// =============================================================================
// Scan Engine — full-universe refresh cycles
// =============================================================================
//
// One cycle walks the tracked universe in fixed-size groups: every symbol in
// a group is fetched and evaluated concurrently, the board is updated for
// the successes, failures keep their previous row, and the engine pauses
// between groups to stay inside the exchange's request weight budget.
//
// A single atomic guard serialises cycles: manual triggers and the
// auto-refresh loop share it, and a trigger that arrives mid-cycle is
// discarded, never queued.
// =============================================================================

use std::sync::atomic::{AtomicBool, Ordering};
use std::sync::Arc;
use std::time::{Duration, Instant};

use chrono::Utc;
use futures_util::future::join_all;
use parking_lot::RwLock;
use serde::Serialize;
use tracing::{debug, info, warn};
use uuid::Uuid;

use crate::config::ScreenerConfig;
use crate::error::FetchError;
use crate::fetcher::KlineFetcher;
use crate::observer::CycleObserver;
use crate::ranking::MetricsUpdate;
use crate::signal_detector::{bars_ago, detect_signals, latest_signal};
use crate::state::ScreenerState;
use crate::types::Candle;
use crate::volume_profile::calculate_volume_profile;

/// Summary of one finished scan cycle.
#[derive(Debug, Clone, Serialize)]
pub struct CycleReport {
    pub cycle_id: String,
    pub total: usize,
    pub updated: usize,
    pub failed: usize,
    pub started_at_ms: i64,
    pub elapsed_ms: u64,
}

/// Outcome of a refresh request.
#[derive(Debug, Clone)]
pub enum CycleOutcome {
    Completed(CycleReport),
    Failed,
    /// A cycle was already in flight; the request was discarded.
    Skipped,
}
────────────────────────────────────────
Exercise directions:
Output only the lines that run from the one containing "use crate::fetcher::KlineFetcher;" through the last line of the material above, both included.

Written solution:
use crate::fetcher::KlineFetcher;
use crate::observer::CycleObserver;
use crate::ranking::MetricsUpdate;
use crate::signal_detector::{bars_ago, detect_signals, latest_signal};
use crate::state::ScreenerState;
use crate::types::Candle;
use crate::volume_profile::calculate_volume_profile;

/// Summary of one finished scan cycle.
#[derive(Debug, Clone, Serialize)]
pub struct CycleReport {
    pub cycle_id: String,
    pub total: usize,
    pub updated: usize,
    pub failed: usize,
    pub started_at_ms: i64,
    pub elapsed_ms: u64,
}

/// Outcome of a refresh request.
#[derive(Debug, Clone)]
pub enum CycleOutcome {
    Completed(CycleReport),
    Failed,
    /// A cycle was already in flight; the request was discarded.
    Skipped,
}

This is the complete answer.